## What to do
Reproduce all the data, character for character.

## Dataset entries
_ _ _ _ _ _ _

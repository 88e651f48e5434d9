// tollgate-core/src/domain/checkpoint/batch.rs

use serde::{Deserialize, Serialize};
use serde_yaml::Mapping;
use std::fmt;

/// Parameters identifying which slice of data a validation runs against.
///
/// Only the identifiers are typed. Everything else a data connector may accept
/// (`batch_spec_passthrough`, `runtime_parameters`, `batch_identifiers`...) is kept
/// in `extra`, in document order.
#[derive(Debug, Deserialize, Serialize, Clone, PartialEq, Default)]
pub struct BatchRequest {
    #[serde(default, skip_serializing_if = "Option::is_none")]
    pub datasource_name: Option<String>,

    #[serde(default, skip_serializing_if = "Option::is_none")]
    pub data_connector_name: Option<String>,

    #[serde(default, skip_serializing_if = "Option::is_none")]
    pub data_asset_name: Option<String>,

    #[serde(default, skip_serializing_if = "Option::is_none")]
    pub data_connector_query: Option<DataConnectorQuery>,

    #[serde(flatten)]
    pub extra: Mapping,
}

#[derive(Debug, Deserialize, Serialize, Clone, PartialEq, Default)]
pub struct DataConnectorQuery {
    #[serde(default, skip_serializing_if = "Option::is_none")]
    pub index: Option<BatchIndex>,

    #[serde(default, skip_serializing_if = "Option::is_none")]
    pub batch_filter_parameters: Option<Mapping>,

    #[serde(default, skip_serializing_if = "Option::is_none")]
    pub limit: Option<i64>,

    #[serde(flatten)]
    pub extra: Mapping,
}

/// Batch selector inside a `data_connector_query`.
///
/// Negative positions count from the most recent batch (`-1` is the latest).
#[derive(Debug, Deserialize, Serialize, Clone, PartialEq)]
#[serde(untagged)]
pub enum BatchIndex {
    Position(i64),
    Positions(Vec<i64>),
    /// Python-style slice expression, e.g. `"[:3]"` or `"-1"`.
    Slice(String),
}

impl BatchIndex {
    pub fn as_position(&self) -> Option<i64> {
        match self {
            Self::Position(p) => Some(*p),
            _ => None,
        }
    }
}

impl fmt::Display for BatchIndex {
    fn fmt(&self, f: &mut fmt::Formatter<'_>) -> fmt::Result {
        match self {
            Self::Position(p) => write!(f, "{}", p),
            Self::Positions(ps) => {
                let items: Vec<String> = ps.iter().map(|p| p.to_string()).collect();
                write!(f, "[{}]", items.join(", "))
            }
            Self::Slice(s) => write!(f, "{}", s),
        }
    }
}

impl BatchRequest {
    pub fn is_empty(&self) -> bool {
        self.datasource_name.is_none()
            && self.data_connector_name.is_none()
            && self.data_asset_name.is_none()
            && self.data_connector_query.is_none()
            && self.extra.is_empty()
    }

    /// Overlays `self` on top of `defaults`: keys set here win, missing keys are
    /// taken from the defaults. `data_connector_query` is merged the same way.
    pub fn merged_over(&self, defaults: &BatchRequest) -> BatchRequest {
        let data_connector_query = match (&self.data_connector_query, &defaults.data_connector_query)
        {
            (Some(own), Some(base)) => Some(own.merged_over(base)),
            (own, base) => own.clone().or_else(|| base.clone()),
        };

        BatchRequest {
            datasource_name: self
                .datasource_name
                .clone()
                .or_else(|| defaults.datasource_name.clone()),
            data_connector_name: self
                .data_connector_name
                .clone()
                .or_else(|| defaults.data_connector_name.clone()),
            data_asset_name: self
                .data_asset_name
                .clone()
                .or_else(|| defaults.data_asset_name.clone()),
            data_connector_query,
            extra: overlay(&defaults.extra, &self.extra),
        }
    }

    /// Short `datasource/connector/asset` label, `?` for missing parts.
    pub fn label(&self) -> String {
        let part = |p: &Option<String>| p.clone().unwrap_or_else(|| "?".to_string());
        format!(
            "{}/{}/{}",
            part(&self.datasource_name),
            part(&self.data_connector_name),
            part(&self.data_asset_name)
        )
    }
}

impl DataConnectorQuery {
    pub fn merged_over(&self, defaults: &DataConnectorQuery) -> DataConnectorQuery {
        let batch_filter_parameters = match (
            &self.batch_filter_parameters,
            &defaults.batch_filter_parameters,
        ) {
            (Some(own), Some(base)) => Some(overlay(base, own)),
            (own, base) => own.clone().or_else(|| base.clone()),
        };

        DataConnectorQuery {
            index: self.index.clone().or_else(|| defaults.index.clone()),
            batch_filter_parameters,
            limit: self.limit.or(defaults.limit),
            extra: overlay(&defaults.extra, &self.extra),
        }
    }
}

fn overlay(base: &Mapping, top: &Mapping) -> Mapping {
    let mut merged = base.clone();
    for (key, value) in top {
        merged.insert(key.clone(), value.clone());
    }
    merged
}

_ _ _ _ _ _ _

## Result
repository 88e651f48e5434d9
// tollgate-core/src/domain/checkpoint/batch.rs

use serde::{Deserialize, Serialize};
use serde_yaml::Mapping;
use std::fmt;

/// Parameters identifying which slice of data a validation runs against.
///
/// Only the identifiers are typed. Everything else a data connector may accept
/// (`batch_spec_passthrough`, `runtime_parameters`, `batch_identifiers`...) is kept
/// in `extra`, in document order.
#[derive(Debug, Deserialize, Serialize, Clone, PartialEq, Default)]
pub struct BatchRequest {
    #[serde(default, skip_serializing_if = "Option::is_none")]
    pub datasource_name: Option<String>,

    #[serde(default, skip_serializing_if = "Option::is_none")]
    pub data_connector_name: Option<String>,

    #[serde(default, skip_serializing_if = "Option::is_none")]
    pub data_asset_name: Option<String>,

    #[serde(default, skip_serializing_if = "Option::is_none")]
    pub data_connector_query: Option<DataConnectorQuery>,

    #[serde(flatten)]
    pub extra: Mapping,
}

#[derive(Debug, Deserialize, Serialize, Clone, PartialEq, Default)]
pub struct DataConnectorQuery {
    #[serde(default, skip_serializing_if = "Option::is_none")]
    pub index: Option<BatchIndex>,

    #[serde(default, skip_serializing_if = "Option::is_none")]
    pub batch_filter_parameters: Option<Mapping>,

    #[serde(default, skip_serializing_if = "Option::is_none")]
    pub limit: Option<i64>,

    #[serde(flatten)]
    pub extra: Mapping,
}

/// Batch selector inside a `data_connector_query`.
///
/// Negative positions count from the most recent batch (`-1` is the latest).
#[derive(Debug, Deserialize, Serialize, Clone, PartialEq)]
#[serde(untagged)]
pub enum BatchIndex {
    Position(i64),
    Positions(Vec<i64>),
    /// Python-style slice expression, e.g. `"[:3]"` or `"-1"`.
    Slice(String),
}

impl BatchIndex {
    pub fn as_position(&self) -> Option<i64> {
        match self {
            Self::Position(p) => Some(*p),
            _ => None,
        }
    }
}

impl fmt::Display for BatchIndex {
    fn fmt(&self, f: &mut fmt::Formatter<'_>) -> fmt::Result {
        match self {
            Self::Position(p) => write!(f, "{}", p),
            Self::Positions(ps) => {
                let items: Vec<String> = ps.iter().map(|p| p.to_string()).collect();
                write!(f, "[{}]", items.join(", "))
            }
            Self::Slice(s) => write!(f, "{}", s),
        }
    }
}

impl BatchRequest {
    pub fn is_empty(&self) -> bool {
        self.datasource_name.is_none()
            && self.data_connector_name.is_none()
            && self.data_asset_name.is_none()
            && self.data_connector_query.is_none()
            && self.extra.is_empty()
    }

    /// Overlays `self` on top of `defaults`: keys set here win, missing keys are
    /// taken from the defaults. `data_connector_query` is merged the same way.
    pub fn merged_over(&self, defaults: &BatchRequest) -> BatchRequest {
        let data_connector_query = match (&self.data_connector_query, &defaults.data_connector_query)
        {
            (Some(own), Some(base)) => Some(own.merged_over(base)),
            (own, base) => own.clone().or_else(|| base.clone()),
        };

        BatchRequest {
            datasource_name: self
                .datasource_name
                .clone()
                .or_else(|| defaults.datasource_name.clone()),
            data_connector_name: self
                .data_connector_name
                .clone()
                .or_else(|| defaults.data_connector_name.clone()),
            data_asset_name: self
                .data_asset_name
                .clone()
                .or_else(|| defaults.data_asset_name.clone()),
            data_connector_query,
            extra: overlay(&defaults.extra, &self.extra),
        }
    }

    /// Short `datasource/connector/asset` label, `?` for missing parts.
    pub fn label(&self) -> String {
        let part = |p: &Option<String>| p.clone().unwrap_or_else(|| "?".to_string());
        format!(
            "{}/{}/{}",
            part(&self.datasource_name),
            part(&self.data_connector_name),
            part(&self.data_asset_name)
        )
    }
}

impl DataConnectorQuery {
    pub fn merged_over(&self, defaults: &DataConnectorQuery) -> DataConnectorQuery {
        let batch_filter_parameters = match (
            &self.batch_filter_parameters,
            &defaults.batch_filter_parameters,
        ) {
            (Some(own), Some(base)) => Some(overlay(base, own)),
            (own, base) => own.clone().or_else(|| base.clone()),
        };

        DataConnectorQuery {
            index: self.index.clone().or_else(|| defaults.index.clone()),
            batch_filter_parameters,
            limit: self.limit.or(defaults.limit),
            extra: overlay(&defaults.extra, &self.extra),
        }
    }
}

fn overlay(base: &Mapping, top: &Mapping) -> Mapping {
    let mut merged = base.clone();
    for (key, value) in top {
        merged.insert(key.clone(), value.clone());
    }
    merged
}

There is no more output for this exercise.